TuS Mechtersheim
- Full name: Turn- und Sportverein Mechtersheim 1914
- Founded: 1914
- Ground: Stadion an der Kirschenallee
- Capacity: 2,000
- Chairman: Gösta Geiger
- Manager: Manfred Schmitt
- League: Oberliga Rheinland-Pfalz/Saar (V)
- 2025–26: Verbandsliga Südwest (VI), 1st of 16 (promoted)
| Home colours | Away colours |

= TuS Mechtersheim =

German football club

TuS Mechtersheim are a German association football club based in Mechtersheim.

==History==
TuS Mechtersheim was founded on 1 March 1914 as Viktoria Mechtersheim. Following the conclusion of World War I the club was remade as Sportverein Mechtersheim. With the formation of an athletics department in 1930 came the adoption of the name Turn- und Sportverein Mechtersheim. In the aftermath of World War II organizations across the country, including sports and football clubs, were ordered dissolved by occupying Allied authorities. The club was re-established as ASV Mechtersheim in 1946, before resuming its old identity as Tus Mechtersheim in March 1950.

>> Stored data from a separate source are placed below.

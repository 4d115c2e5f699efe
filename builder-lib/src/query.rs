//! Query string assembly and parsing
//!
//! Nothing here fails: pairs without `=` are skipped and a missing `?` means
//! an empty query.

use log::trace;

use crate::encode::url_encode;
use crate::types::ParameterMap;

/// How keys are cut out of `key=value` pairs.
#[derive(Debug, Clone, Copy, PartialEq, Eq)]
pub enum KeyMode {
    /// Everything before the first `=`.
    Full,
    /// Bytes `1..=eq` of the pair: the first byte is dropped and the `=` is
    /// kept, as the first native release of `replaceParamValue` did.
    Legacy,
}

/// Append `key=url_encode(value)` pairs to `domain`, joined by `&`.
///
/// Keys go out verbatim and no `?` is added, so `domain` has to end with its
/// own separator.
pub fn build_query(domain: &str, params: &ParameterMap) -> String {
    let mut query = String::from(domain);
    for (index, (key, value)) in params.iter().enumerate() {
        if index > 0 {
            query.push('&');
        }
        query.push_str(key);
        query.push('=');
        query.push_str(&url_encode(value));
    }
    query
}

/// Split into the part before the first `?` and the query after it.
///
/// The query part ends at the first line break.
pub fn split_query(input: &str) -> (&str, &str) {
    match input.split_once('?') {
        Some((path, rest)) => (path, rest.split('\n').next().unwrap_or_default()),
        None => (input, ""),
    }
}

/// Parse `k1=v1&k2=v2` into a map. Later duplicates win.
pub fn parse_params(query: &str, mode: KeyMode) -> ParameterMap {
    let mut params = ParameterMap::new();
    for pair in query.split('&') {
        let Some(eq) = pair.find('=') else {
            if !pair.is_empty() {
                trace!("dropping pair without '=': {:?}", pair);
            }
            continue;
        };
        let key = match mode {
            KeyMode::Full => pair[..eq].to_string(),
            KeyMode::Legacy => String::from_utf8_lossy(&pair.as_bytes()[1..=eq]).into_owned(),
        };
        params.insert(key, pair[eq + 1..].to_string());
    }
    params
}

/// Set `name` to `value` in `input` and reassemble as `path?k1=v1&k2=v2`.
///
/// Keys and values are written back as parsed, without re-encoding.
pub fn replace_param_value(input: &str, name: &str, value: &str, mode: KeyMode) -> String {
    let (path, query) = split_query(input);
    let mut params = parse_params(query, mode);
    params.insert(name.to_string(), value.to_string());

    let pairs: Vec<String> = params
        .iter()
        .map(|(key, value)| format!("{}={}", key, value))
        .collect();
    format!("{}?{}", path, pairs.join("&"))
}

/// Value of `name` in `input`, or an empty string when absent.
pub fn get_param_value(input: &str, name: &str) -> String {
    let (_, query) = split_query(input);
    parse_params(query, KeyMode::Full)
        .remove(name)
        .unwrap_or_default()
}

TuS played through most of its history at the amateur level. The team won promotion to the Landesliga Südwest-Ost (VI) in 2001 before advancing through the Verbandsliga Südwest (V) to the Oberliga Südwest (IV) in 2004.

For the next eleven seasons the club played in the Oberliga, with a seventh place in 2013 as its best result. A fourteenth place in 2014–15 however meant relegation to the Verbandsliga for Mechtersheim where it won another league title in 2015–16 and returned to the Oberliga.

==Honours==
The club's honours:
- Verbandsliga Südwest (V)
  - Champions: 2004, 2016
- Landesliga Südwest-Ost
  - Champions: 2001
- A-Klasse Speyer
  - Champions: 1980, 1986
- B-Klasse Speyer
  - Champions: 1968, 1977

==Recent seasons==
The recent season-by-season performance of the club:

| Season | Division | Tier | Position |
| 2000–01 | Landesliga Südwest-Ost | VI | 1st ↑ |
| 2001–02 | Verbandsliga Südwest | V | 5th |
| 2002–03 | Verbandsliga Südwest | 4th |
| 2003–04 | Verbandsliga Südwest | 1st ↑ |
| 2004–05 | Oberliga Südwest | IV | 13th |
| 2005–06 | Oberliga Südwest | 13th |
| 2006–07 | Oberliga Südwest | 14th |
| 2007–08 | Oberliga Südwest | 14th |
| 2008–09 | Oberliga Südwest | V | 9th |
| 2009–10 | Oberliga Südwest | 8th |
| 2010–11 | Oberliga Südwest | 8th |
| 2011–12 | Oberliga Südwest | 11th |
| 2012–13 | Oberliga Rheinland-Pfalz/Saar | 7th |
| 2013–14 | Oberliga Rheinland-Pfalz/Saar | 13th |
| 2014–15 | Oberliga Rheinland-Pfalz/Saar | 15th ↓ |
| 2015–16 | Verbandsliga Südwest | VI | 1st ↑ |
| 2016–17 | Oberliga Rheinland-Pfalz/Saar | V |  |

- With the introduction of the Regionalligas in 1994 and the 3. Liga in 2008 as the new third tier, below the 2. Bundesliga, all leagues below dropped one tier. In 2012 the Oberliga Südwest was renamed Oberliga Rheinland-Pfalz/Saar.